A project log for PDP - Processor Design Principles

Distilling my experience and wisdom about the architecture, organisation and design choices of my CPUs

yann-guidon-ygdesYann Guidon / YGDES 12/20/2023 at 01:350 Comments

The title says it all but a deeper explanation will shine more light on it.

This is another point where I diverge from the Patterson & Hennessy canon, which emphasises the study of real-life code to see which opcodes are the most used. This was a major argument in the 80s when the RISC vs CISC debate raged, and we should not forget that at this time, most computers (microprocessor-based or not) were microprogrammed (let's exclude Cray's designs of course).

Reducing the instruction set complexity also reduces the weight of the microprogram, which has almost vanished by Y2K (if you forget the x86 of course). So today, when you create your own ISA, you look at the "Quantitative Approach"'s figures and should ask yourself :

P&H's RISC works (and their predecessors) have a very good point against microcode, which has been cemented during the last 40 years. But this argument has sometimes been taken to the extreme, creating weird feedback loops.

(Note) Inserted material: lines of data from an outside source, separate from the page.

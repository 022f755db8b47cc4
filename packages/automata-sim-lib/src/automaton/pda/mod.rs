use std::fmt::Debug;

use hashbrown::HashMap;
use itertools::Itertools;
use petgraph::{
    Direction,
    graph::{DiGraph, NodeIndex},
    visit::EdgeRef,
};

use crate::automaton::trace::{Run, Trace};

/// An edge label in a PDA: either a plain input symbol or an epsilon move
/// that consumes nothing.
#[derive(Debug, Clone, Copy, PartialEq, Eq, Hash)]
pub enum PdaEdge {
    Symbol(char),
    Epsilon,
}

impl PdaEdge {
    pub fn is_epsilon(&self) -> bool {
        matches!(self, PdaEdge::Epsilon)
    }

    pub fn symbol(&self) -> Option<char> {
        match self {
            PdaEdge::Symbol(s) => Some(*s),
            PdaEdge::Epsilon => None,
        }
    }
}

/// A named state in a PDA.
///
/// The push/pop flags are informational only: the stepping algorithm does
/// not model a stack, it just renders push states differently.
#[derive(Debug, Clone, PartialEq, Eq, Hash)]
pub struct PdaNode {
    pub name: String,
    pub accepting: bool,
    pub push: bool,
    pub pop: bool,
}

impl PdaNode {
    pub fn new(name: impl Into<String>, accepting: bool) -> Self {
        PdaNode {
            name: name.into(),
            accepting,
            push: false,
            pop: false,
        }
    }
}

/// A compiled pushdown automaton (without stack discipline, see [`PdaNode`]).
///
/// Joint-symbol transition shorthands are expanded at compile time, so the
/// graph always carries one edge per (state, symbol) pair plus at most one
/// epsilon edge per state.
#[derive(Clone)]
pub struct Pda {
    pub graph: DiGraph<PdaNode, PdaEdge>,
    start: NodeIndex,
    alphabet: Vec<char>,
    states: HashMap<String, NodeIndex>,
}

impl Pda {
    pub(crate) fn from_parts(
        graph: DiGraph<PdaNode, PdaEdge>,
        start: NodeIndex,
        alphabet: Vec<char>,
        states: HashMap<String, NodeIndex>,
    ) -> Self {
        Pda {
            graph,
            start,
            alphabet,
            states,
        }
    }

    pub fn start(&self) -> NodeIndex {
        self.start
    }

    pub fn alphabet(&self) -> &[char] {
        &self.alphabet
    }

    pub fn state_count(&self) -> usize {
        self.graph.node_count()
    }

    pub fn name(&self, state: NodeIndex) -> &str {
        &self.graph[state].name
    }

    pub fn state_index(&self, name: &str) -> Option<NodeIndex> {
        self.states.get(name).copied()
    }

    pub fn is_accepting(&self, state: NodeIndex) -> bool {
        self.graph[state].accepting
    }

    pub fn successor(&self, state: NodeIndex, symbol: char) -> Option<NodeIndex> {
        self.graph
            .edges_directed(state, Direction::Outgoing)
            .find(|edge| *edge.weight() == PdaEdge::Symbol(symbol))
            .map(|edge| edge.target())
    }

    pub fn epsilon_successor(&self, state: NodeIndex) -> Option<NodeIndex> {
        self.graph
            .edges_directed(state, Direction::Outgoing)
            .find(|edge| edge.weight().is_epsilon())
            .map(|edge| edge.target())
    }

    /// Runs the PDA over `input`.
    ///
    /// Symbol lookups work like the DFA loop, with one twist: when a
    /// (state, symbol) entry is missing, a single epsilon move is taken
    /// (if the state has one) and the symbol lookup is retried once from
    /// the epsilon target. Epsilon moves are never chained. After the
    /// input is exhausted, one trailing epsilon move is followed before
    /// the acceptance check. No epsilon is auto-followed before the first
    /// symbol.
    pub fn run(&self, input: &str) -> Run {
        let mut current = self.start;
        let mut trace = Trace::starting_at(self.name(current));

        for symbol in input.chars() {
            if let Some(next) = self.successor(current, symbol) {
                current = next;
                trace.push_valid(self.name(next));
                continue;
            }

            // Single-hop epsilon fallback, then retry the symbol once.
            let Some(eps) = self.epsilon_successor(current) else {
                tracing::debug!(
                    "PDA stuck in state {:?} on symbol {:?}",
                    self.name(current),
                    symbol
                );
                trace.push_invalid(self.name(current));
                return Run {
                    accepted: false,
                    trace,
                };
            };

            trace.push_valid(self.name(eps));
            match self.successor(eps, symbol) {
                Some(next) => {
                    current = next;
                    trace.push_valid(self.name(next));
                }
                None => {
                    tracing::debug!(
                        "PDA stuck in state {:?} on symbol {:?} after epsilon move",
                        self.name(eps),
                        symbol
                    );
                    trace.push_invalid(self.name(eps));
                    return Run {
                        accepted: false,
                        trace,
                    };
                }
            }
        }

        // One trailing epsilon move before the acceptance check.
        if let Some(eps) = self.epsilon_successor(current) {
            current = eps;
            trace.push_valid(self.name(eps));
        }

        let accepted = self.is_accepting(current);
        trace.seal(accepted);
        Run { accepted, trace }
    }

    pub fn accepts(&self, input: &str) -> bool {
        self.run(input).accepted
    }
}

impl Debug for Pda {
    fn fmt(&self, f: &mut std::fmt::Formatter<'_>) -> std::fmt::Result {
        f.debug_struct("Pda")
            .field("alphabet", &self.alphabet)
            .field("state_count", &self.graph.node_count())
            .field("start", &self.name(self.start))
            .field(
                "accepting",
                &self
                    .graph
                    .node_indices()
                    .filter(|&node| self.graph[node].accepting)
                    .map(|node| self.name(node))
                    .collect_vec(),
            )
            .field("edge_count", &self.graph.edge_count())
            .finish()
    }
}
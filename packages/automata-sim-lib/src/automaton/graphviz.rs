//! Graph description generation.
//!
//! Machines render to a DOT digraph that any graphviz-compatible layout
//! engine can draw; the library itself has no rendering dependency. The
//! output is a pure function of the machine, the highlighted state, and
//! the highlight color, which makes it snapshot-testable.

use itertools::Itertools;
use petgraph::visit::EdgeRef;

use crate::automaton::{Machine, cfg::Cfg, dfa::Dfa, pda::Pda};

/// Quotes an identifier for DOT, escaping backslashes and double quotes.
fn quote(name: &str) -> String {
    format!("\"{}\"", name.replace('\\', "\\\\").replace('"', "\\\""))
}

fn node_line(name: &str, attrs: &[String]) -> String {
    if attrs.is_empty() {
        format!("  {};\n", quote(name))
    } else {
        format!("  {} [{}];\n", quote(name), attrs.iter().join(", "))
    }
}

impl Dfa {
    /// Renders the DFA left-to-right: plain states as circles, accepting
    /// states as double circles, the highlighted state filled with
    /// `color`.
    pub fn to_graphviz(&self, highlight: Option<&str>, color: &str) -> String {
        let mut dot = String::new();
        dot.push_str("digraph G {\n");
        dot.push_str("  rankdir=LR;\n");
        dot.push_str("  node [shape=circle];\n");

        for node in self.graph.node_indices() {
            let state = &self.graph[node];
            let mut attrs = vec![];
            if state.accepting {
                attrs.push("shape=doublecircle".to_string());
            }
            if highlight == Some(state.name.as_str()) {
                attrs.push("style=filled".to_string());
                attrs.push(format!("fillcolor={}", quote(color)));
            }
            dot.push_str(&node_line(&state.name, &attrs));
        }

        for edge in self.graph.edge_references() {
            dot.push_str(&format!(
                "  {} -> {} [label={}];\n",
                quote(self.name(edge.source())),
                quote(self.name(edge.target())),
                quote(&edge.weight().to_string()),
            ));
        }

        dot.push_str("}\n");
        dot
    }
}

impl Pda {
    /// Renders the PDA top-to-bottom: diamonds by default, start and
    /// accept states as ellipses, push states as rectangles, accepting
    /// states double-bordered. Epsilon edges are labeled `ε`.
    pub fn to_graphviz(&self, highlight: Option<&str>, color: &str) -> String {
        let mut dot = String::new();
        dot.push_str("digraph G {\n");
        dot.push_str("  rankdir=TB;\n");
        dot.push_str("  node [shape=diamond];\n");
        dot.push_str("  start [shape=none, label=\"\"];\n");
        dot.push_str(&format!(
            "  start -> {} [label=\"start\"];\n",
            quote(self.name(self.start())),
        ));

        for node in self.graph.node_indices() {
            let state = &self.graph[node];

            let shape = if node == self.start() || state.accepting {
                "ellipse"
            } else if state.push {
                "rectangle"
            } else {
                "diamond"
            };

            let mut attrs = vec![];
            if highlight == Some(state.name.as_str()) {
                attrs.push("style=filled".to_string());
                attrs.push(format!("fillcolor={}", quote(color)));
            }
            if state.accepting {
                attrs.push("peripheries=2".to_string());
            }
            attrs.push(format!("shape={shape}"));

            dot.push_str(&node_line(&state.name, &attrs));
        }

        for edge in self.graph.edge_references() {
            let label = match edge.weight().symbol() {
                Some(symbol) => symbol.to_string(),
                None => "ε".to_string(),
            };
            dot.push_str(&format!(
                "  {} -> {} [label={}];\n",
                quote(self.name(edge.source())),
                quote(self.name(edge.target())),
                quote(&label),
            ));
        }

        dot.push_str("}\n");
        dot
    }
}

impl Cfg {
    /// Renders the production list as rectangle nodes chained with
    /// invisible edges, so a layout engine stacks them in order.
    pub fn to_graphviz(&self) -> String {
        let mut dot = String::new();
        dot.push_str("digraph G {\n");
        dot.push_str("  node [shape=rectangle];\n");

        for production in self.productions() {
            dot.push_str(&format!(
                "  {} [label={}];\n",
                quote(&production.text),
                quote(&production.text),
            ));
        }

        for (previous, current) in self.productions().iter().tuple_windows() {
            dot.push_str(&format!(
                "  {} -> {} [style=invis];\n",
                quote(&previous.text),
                quote(&current.text),
            ));
        }

        dot.push_str("}\n");
        dot
    }
}

impl Machine {
    /// Renders any machine; grammars ignore the highlight arguments.
    pub fn to_graphviz(&self, highlight: Option<&str>, color: &str) -> String {
        match self {
            Machine::Dfa(dfa) => dfa.to_graphviz(highlight, color),
            Machine::Pda(pda) => pda.to_graphviz(highlight, color),
            Machine::Cfg(cfg) => cfg.to_graphviz(),
        }
    }
}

Let's take C: it was designed on a PDP-7 then PDP-11 and inherited some features of these platforms. In particular the absence of rotation operator. And there are only the AND/OR/XOR/NOT operators. So what did the RISC people do ? They found that none of their benchmarks (written in "portable" C) would include rotation or combined boolean operations. So the SPARC and MIPS didn't have one.

My point is : if you already have a barrel shifter, you can do rotation with a small additional work. The counter-argument is "it will slow down the whole pipeline for an operation that is barely used and can be emulated with 3 instructions" (if not 4). Now, when the codepath reaches the point where rotation is important, these 3 opcodes slow the tight loop down, increase the time and energy to move data around (in and out of the register set etc.) as well as the register pressure (to name a few).

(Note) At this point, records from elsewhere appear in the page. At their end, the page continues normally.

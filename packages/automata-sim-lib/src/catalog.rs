//! The built-in sample catalog.
//!
//! Each sample is a regular expression together with three equivalent
//! machines for the same language. The definitions are compiled once when
//! the catalog is built, so a malformed sample is caught at startup.

use crate::automaton::{
    Machine, MachineKind,
    cfg::Cfg,
    definition::{DfaDefinition, PdaDefinition, TransitionDef},
};

/// A sample language: the regex and the three machines recognizing it.
#[derive(Debug, Clone)]
pub struct RegexSample {
    pub id: u32,
    pub regex: String,
    pub dfa: Machine,
    pub cfg: Machine,
    pub pda: Machine,
}

impl RegexSample {
    pub fn machine(&self, kind: MachineKind) -> &Machine {
        match kind {
            MachineKind::Dfa => &self.dfa,
            MachineKind::Pda => &self.pda,
            MachineKind::Cfg => &self.cfg,
        }
    }
}

#[derive(Debug, Clone)]
pub struct Catalog {
    samples: Vec<RegexSample>,
}

impl Catalog {
    /// Compiles the two built-in samples.
    pub fn builtin() -> anyhow::Result<Catalog> {
        Ok(Catalog {
            samples: vec![binary_sample()?, ab_sample()?],
        })
    }

    pub fn sample(&self, id: u32) -> Option<&RegexSample> {
        self.samples.iter().find(|sample| sample.id == id)
    }

    pub fn iter(&self) -> impl Iterator<Item = &RegexSample> {
        self.samples.iter()
    }

    pub fn len(&self) -> usize {
        self.samples.len()
    }

    pub fn is_empty(&self) -> bool {
        self.samples.is_empty()
    }
}

fn names(names: &[&str]) -> Vec<String> {
    names.iter().map(|name| name.to_string()).collect()
}

fn t(from: &str, symbols: &str, to: &str) -> TransitionDef {
    TransitionDef::new(from, symbols, to)
}

/// Sample 1, over the alphabet `{1, 0}`.
fn binary_sample() -> anyhow::Result<RegexSample> {
    let dfa = DfaDefinition {
        states: names(&[
            "q1", "q2", "q3", "q4", "q5", "q6", "q7", "q8", "q9", "q10", "q11", "q12", "q13",
            "q14", "q15", "q16", "q17", "q18", "q19", "q20", "q21", "q22", "q23", "q24", "q25",
            "q26", "q27", "q28", "q29", "q30", "q31", "q32", "q33",
        ]),
        alphabet: vec!['1', '0'],
        start_state: "q1".to_string(),
        end_states: names(&["q33"]),
        transitions: vec![
            t("q1", "10", "q2"),
            t("q2", "1", "q3"),
            t("q2", "0", "q4"),
            t("q3", "1", "q5"),
            t("q3", "0", "q4"),
            t("q4", "0", "q25"),
            t("q4", "1", "q3"),
            t("q5", "0", "q28"),
            t("q5", "1", "q6"),
            t("q6", "1", "q7"),
            t("q6", "0", "q8"),
            t("q7", "1", "q11"),
            t("q7", "0", "q8"),
            t("q8", "0", "q9"),
            t("q8", "1", "q10"),
            t("q9", "0", "q13"),
            t("q9", "1", "q15"),
            t("q10", "1", "q16"),
            t("q10", "0", "q21"),
            t("q11", "1", "q11"),
            t("q11", "0", "q12"),
            t("q12", "0", "q18"),
            t("q12", "1", "q31"),
            t("q13", "1", "q30"),
            t("q13", "0", "q14"),
            t("q14", "0", "q14"),
            t("q14", "1", "q15"),
            t("q15", "1", "q16"),
            t("q15", "0", "q32"),
            t("q16", "1", "q11"),
            t("q16", "0", "q17"),
            t("q17", "1", "q20"),
            t("q17", "0", "q18"),
            t("q18", "1", "q19"),
            t("q18", "0", "q33"),
            t("q19", "1", "q33"),
            t("q19", "0", "q32"),
            t("q20", "1", "q33"),
            t("q20", "0", "q4"),
            t("q21", "1", "q20"),
            t("q21", "0", "q22"),
            t("q22", "0", "q33"),
            t("q22", "1", "q23"),
            t("q23", "0", "q24"),
            t("q23", "1", "q33"),
            t("q24", "1", "q10"),
            t("q24", "0", "q25"),
            t("q25", "1", "q26"),
            t("q25", "0", "q13"),
            t("q26", "0", "q24"),
            t("q26", "1", "q27"),
            t("q27", "0", "q28"),
            t("q27", "1", "q11"),
            t("q28", "1", "q29"),
            t("q28", "0", "q9"),
            t("q29", "0", "q4"),
            t("q29", "1", "q16"),
            t("q30", "1", "q16"),
            t("q30", "0", "q24"),
            t("q31", "1", "q33"),
            t("q31", "0", "q21"),
            t("q32", "1", "q31"),
            t("q32", "0", "q22"),
            t("q33", "10", "q33"),
        ],
    }
    .compile()?;

    let cfg = Cfg::parse(
        'S',
        &[
            "S → A B C D E F A I J K L",
            "A → 111 | 000 | 101 | 001 | 00G",
            "B → 7B | 0B | λ",
            "C → 1 | 00",
            "D → 1100 | 100D | λ",
            "E → 101F | 111 | 000F | λ",
            "F → G",
            "G → C",
            "H → 11011",
            "I → 111I",
            "J → 0 | 10J",
            "K → K | 0K | 01 | 1",
            "L → B",
        ],
    )?;

    let pda = PdaDefinition {
        states: names(&[
            "Start", "Read1", "Read2", "Read3", "Read4", "Read5", "Read6", "Read7", "Read8",
            "Accept",
        ]),
        alphabet: vec!['1', '0'],
        start_state: "Start".to_string(),
        push_states: vec![],
        pop_states: vec![],
        accept_states: names(&["Accept"]),
        transitions: vec![
            t("Start", "", "Read1"),
            t("Read1", "01", "Read2"),
            t("Read2", "0", "Read3"),
            t("Read2", "1", "Read4"),
            t("Read3", "0", "Read5"),
            t("Read3", "1", "Read4"),
            t("Read4", "0", "Read7"),
            t("Read4", "1", "Read6"),
            t("Read6", "0", "Read7"),
            t("Read5", "0", "Read8"),
            t("Read5", "1", "Read4"),
            t("Read6", "1", "Read8"),
            t("Read7", "1", "Read8"),
            t("Read7", "0", "Read3"),
            t("Read8", "01", "Read8"),
            t("Read8", "", "Accept"),
        ],
    }
    .compile()?;

    Ok(RegexSample {
        id: 1,
        regex: "(111+000+101+001)(1+0)*(11+00)(11+00)*(101+111+000)(101+111+000)*(11+00)(1+0+11)(11*)(00*)(1*+0*+1+0)(1+0)*".to_string(),
        dfa: Machine::Dfa(dfa),
        cfg: Machine::Cfg(cfg),
        pda: Machine::Pda(pda),
    })
}

/// Sample 2, over the alphabet `{a, b}`.
fn ab_sample() -> anyhow::Result<RegexSample> {
    let dfa = DfaDefinition {
        states: names(&[
            "q0", "q1", "q2", "q3", "q4", "q5", "q6", "q7", "q8", "q10", "q11", "q12", "q13",
            "q14", "q15", "q16", "q17", "q18", "q19", "q20", "q21", "q22", "q23", "q24", "q25",
            "q26", "q27", "T",
        ]),
        alphabet: vec!['a', 'b'],
        start_state: "q0".to_string(),
        end_states: names(&["q23", "q24", "q25", "q26"]),
        transitions: vec![
            t("q0", "a", "q2"),
            t("q0", "b", "q1"),
            t("q1", "a", "q3"),
            t("q1", "b", "T"),
            t("q2", "a", "T"),
            t("q2", "b", "q3"),
            t("q3", "a", "q4"),
            t("q3", "b", "q6"),
            t("q4", "a", "q8"),
            t("q4", "b", "q5"),
            t("q5", "a", "q10"),
            t("q5", "b", "q6"),
            t("q6", "a", "q3"),
            t("q6", "b", "q7"),
            t("q7", "a", "T"),
            t("q7", "b", "q10"),
            t("q8", "a", "q10"),
            t("q8", "b", "T"),
            t("q10", "a", "q10"),
            t("q10", "b", "q14"),
            t("q11", "a", "q8"),
            t("q11", "b", "q12"),
            t("q12", "a", "q11"),
            t("q12", "b", "q13"),
            t("q13", "a", "q15"),
            t("q13", "b", "q19"),
            t("q14", "a", "q15"),
            t("q14", "b", "q14"),
            t("q15", "a", "q16"),
            t("q15", "b", "q12"),
            t("q16", "a", "q17"),
            t("q16", "b", "q18"),
            t("q17", "a", "q19"),
            t("q17", "b", "q18"),
            t("q18", "a", "q11"),
            t("q18", "b", "q19"),
            t("q19", "a", "q22"),
            t("q19", "b", "q20"),
            t("q20", "a", "q21"),
            t("q20", "b", "q24"),
            t("q21", "a", "q23"),
            t("q21", "b", "q25"),
            t("q22", "a", "q23"),
            t("q22", "b", "q27"),
            t("q23", "a", "q23"),
            t("q23", "b", "q27"),
            t("q24", "a", "q21"),
            t("q24", "b", "q24"),
            t("q25", "a", "q26"),
            t("q25", "b", "q24"),
            t("q26", "a", "q23"),
            t("q26", "b", "q25"),
            t("q27", "a", "q26"),
            t("q27", "b", "q22"),
            t("T", "ab", "T"),
        ],
    }
    .compile()?;

    let cfg = Cfg::parse(
        'S',
        &[
            "S → A B C D E F G H I J K",
            "A → a b | b a",
            "B → a b B | b a B | λ",
            "C → a a a | b b b | a b a",
            "D → a D | b D | λ",
            "E → b | b E",
            "F → a | a F",
            "G → a | b",
            "H → a a | b b",
            "I → D",
            "J → H | a b a | b a b",
            "K → J K | λ",
        ],
    )?;

    let pda = PdaDefinition {
        states: names(&[
            "Start", "Read1", "Read2", "Read3", "Read4", "Read5", "Read6", "Read7", "Read8",
            "Read9", "Read10", "Read11", "Read12", "Read13", "Accept1", "Accept2",
        ]),
        alphabet: vec!['a', 'b'],
        start_state: "Start".to_string(),
        push_states: vec![],
        pop_states: vec![],
        accept_states: names(&["Accept1", "Accept2"]),
        transitions: vec![
            t("Start", "", "Read1"),
            t("Read1", "a", "Read2"),
            t("Read1", "b", "Read3"),
            t("Read2", "b", "Read4"),
            t("Read3", "a", "Read5"),
            t("Read4", "a", "Read6"),
            t("Read5", "b", "Read6"),
            t("Read6", "b", "Read7"),
            t("Read7", "a", "Read8"),
            t("Read8", "b", "Read9"),
            t("Read9", "a", "Read10"),
            t("Read9", "b", "Read11"),
            t("Read10", "b", "Read12"),
            t("Read11", "a", "Read13"),
            t("Read10", "", "Accept1"),
            t("Read11", "", "Accept1"),
            t("Read12", "ab", "Accept2"),
            t("Read12", "", "Accept2"),
            t("Read13", "ab", "Accept2"),
            t("Read13", "", "Accept2"),
            t("Read6", "a", "Read6"),
            t("Read7", "b", "Read7"),
            t("Read8", "a", "Read6"),
            t("Read10", "a", "Read10"),
            t("Read11", "b", "Read11"),
        ],
    }
    .compile()?;

    Ok(RegexSample {
        id: 2,
        regex: "(ab+ba)(ab+ba)*(aaa+bbb+aba)(a+b)*(bb*)(aa*)(a+b)(aa+bb)(a+b)*(bb+aa+aba+bab)(bb+aa+aba+bab)*"
            .to_string(),
        dfa: Machine::Dfa(dfa),
        cfg: Machine::Cfg(cfg),
        pda: Machine::Pda(pda),
    })
}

OK maybe that was not the perfect example, let's look at the boolean operations: there is a whole world beyond AND, OR and XOR. Particularly if they are integrated in the ALU where the adder needs one operand to be inverted to perform SUB. This inverter (alread covered in other logs) can be reused to perform ANDN, ORN and XORN. A bit more fiddling gets you NAND and NOR, for almost no real penalty in clock frequency. And yet these are not implemented.

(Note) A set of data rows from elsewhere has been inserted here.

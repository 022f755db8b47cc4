//! Interactive playback of a precomputed state trace.
//!
//! The controller is a small state machine; the only recurring operation
//! in the whole library is its tick timer, which lives in [`ticker`] and
//! must be cancelled exactly once per session.

use std::{
    sync::{Arc, Mutex},
    time::Duration,
};

use crate::{automaton::trace::Trace, config::PlaybackConfig, playback::ticker::Ticker};

pub mod ticker;

#[derive(Debug, Clone, Copy, PartialEq, Eq)]
pub enum PlaybackPhase {
    /// No trace loaded.
    Idle,
    /// A trace is loaded and the cursor sits at the start.
    Armed,
    /// The ticker is advancing the cursor.
    Playing,
    /// Playback is halted mid-trace; stepping is allowed.
    Paused,
    /// The cursor reached the last entry while playing.
    Finished,
}

type StateListener = Box<dyn Fn(Option<&str>) + Send>;

pub(crate) struct PlaybackState {
    trace: Option<Trace>,
    cursor: usize,
    phase: PlaybackPhase,
    listener: Option<StateListener>,
}

impl PlaybackState {
    fn emit_current(&self) {
        if let (Some(listener), Some(trace)) = (&self.listener, &self.trace)
            && let Some(entry) = trace.get(self.cursor)
        {
            listener(Some(&entry.state));
        }
    }

    fn emit_none(&self) {
        if let Some(listener) = &self.listener {
            listener(None);
        }
    }

    /// One timer tick. Returns false when the ticker should stop.
    pub(crate) fn advance(&mut self) -> bool {
        if self.phase != PlaybackPhase::Playing {
            return false;
        }
        let Some(trace) = &self.trace else {
            return false;
        };

        if self.cursor + 1 >= trace.len() {
            self.phase = PlaybackPhase::Finished;
            return false;
        }

        self.cursor += 1;
        self.emit_current();

        if self.cursor == trace.len() - 1 {
            self.phase = PlaybackPhase::Finished;
            false
        } else {
            true
        }
    }
}

/// Steps a trace interactively: play/pause on a fixed tick interval, or
/// manual single-stepping while paused.
///
/// At most one trace is active per controller; starting a new simulation
/// fully stops the previous one first, so two timers can never emit
/// conflicting states.
pub struct PlaybackController {
    state: Arc<Mutex<PlaybackState>>,
    ticker: Option<Ticker>,
    tick_interval: Duration,
}

impl PlaybackController {
    pub fn new(config: &PlaybackConfig) -> Self {
        PlaybackController {
            state: Arc::new(Mutex::new(PlaybackState {
                trace: None,
                cursor: 0,
                phase: PlaybackPhase::Idle,
                listener: None,
            })),
            ticker: None,
            tick_interval: config.tick_interval,
        }
    }

    /// Registers the state-change callback. It receives the state name at
    /// every cursor move, or [None] when no simulation is active.
    pub fn on_state_change(&mut self, listener: impl Fn(Option<&str>) + Send + 'static) {
        self.state.lock().unwrap().listener = Some(Box::new(listener));
    }

    pub fn phase(&self) -> PlaybackPhase {
        self.state.lock().unwrap().phase
    }

    pub fn cursor(&self) -> usize {
        self.state.lock().unwrap().cursor
    }

    pub fn current_state(&self) -> Option<String> {
        let state = self.state.lock().unwrap();
        state
            .trace
            .as_ref()
            .and_then(|trace| trace.get(state.cursor))
            .map(|entry| entry.state.clone())
    }

    /// Arms a new trace. Any active simulation is fully stopped first
    /// (which emits [None]), then the cursor resets and the first state
    /// is emitted.
    pub fn start(&mut self, trace: Trace) {
        self.stop();

        let mut state = self.state.lock().unwrap();
        state.trace = Some(trace);
        state.cursor = 0;
        state.phase = PlaybackPhase::Armed;
        state.emit_current();
    }

    /// Begins ticking. Only valid while armed or paused.
    pub fn play(&mut self) {
        {
            let mut state = self.state.lock().unwrap();
            if !matches!(state.phase, PlaybackPhase::Armed | PlaybackPhase::Paused) {
                return;
            }
            state.phase = PlaybackPhase::Playing;
        }

        self.cancel_ticker();
        self.ticker = Some(Ticker::spawn(self.tick_interval, Arc::clone(&self.state)));
    }

    /// Halts ticking, keeping the cursor in place.
    pub fn pause(&mut self) {
        {
            let mut state = self.state.lock().unwrap();
            if state.phase != PlaybackPhase::Playing {
                return;
            }
            state.phase = PlaybackPhase::Paused;
        }

        self.cancel_ticker();
    }

    /// Moves the cursor one entry forward, clamped to the end of the
    /// trace, and emits the state there. No-op unless armed or paused.
    pub fn step_forward(&mut self) {
        let mut state = self.state.lock().unwrap();
        if !matches!(state.phase, PlaybackPhase::Armed | PlaybackPhase::Paused) {
            return;
        }
        let Some(last) = state.trace.as_ref().map(|trace| trace.len() - 1) else {
            return;
        };

        state.cursor = (state.cursor + 1).min(last);
        state.emit_current();
    }

    /// Moves the cursor one entry back, clamped to the start of the
    /// trace, and emits the state there. No-op unless armed or paused.
    pub fn step_backward(&mut self) {
        let mut state = self.state.lock().unwrap();
        if !matches!(state.phase, PlaybackPhase::Armed | PlaybackPhase::Paused) {
            return;
        }
        if state.trace.is_none() {
            return;
        }

        state.cursor = state.cursor.saturating_sub(1);
        state.emit_current();
    }

    /// Cancels any pending tick, unloads the trace, and emits [None].
    /// Safe to call in any phase, repeatedly.
    pub fn stop(&mut self) {
        self.cancel_ticker();

        let mut state = self.state.lock().unwrap();
        let was_active = state.phase != PlaybackPhase::Idle;
        state.trace = None;
        state.cursor = 0;
        state.phase = PlaybackPhase::Idle;
        if was_active {
            state.emit_none();
        }
    }

    fn cancel_ticker(&mut self) {
        if let Some(mut ticker) = self.ticker.take() {
            ticker.cancel();
        }
    }
}

impl Drop for PlaybackController {
    fn drop(&mut self) {
        self.cancel_ticker();
    }
}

Intel brought ANDN with the Pentium MMX and the full ROP3 set in the latest Core generations so there is some merit to it right ?

But the common languages (and C at their roots) does not provide these operators, which must be inferred by the compiler, leading to the underuse of these opcodes.

These are only 2 examples but more exist. Thus

When an operation provides more options for marginal overhead, expose them at the opcode level. Languages and compilers may ignore them but when you need them, you'll be happy. This is why I provide ANDN with the YGREC8 and the whole ROP2 in the YASEP. The cost of these "extra features" is anecdotal and the times it will save your a$$ will be less remembered than when you miss them.

Because remember: it's a different case than the one against microcode. And don't let others tell you what you don't need.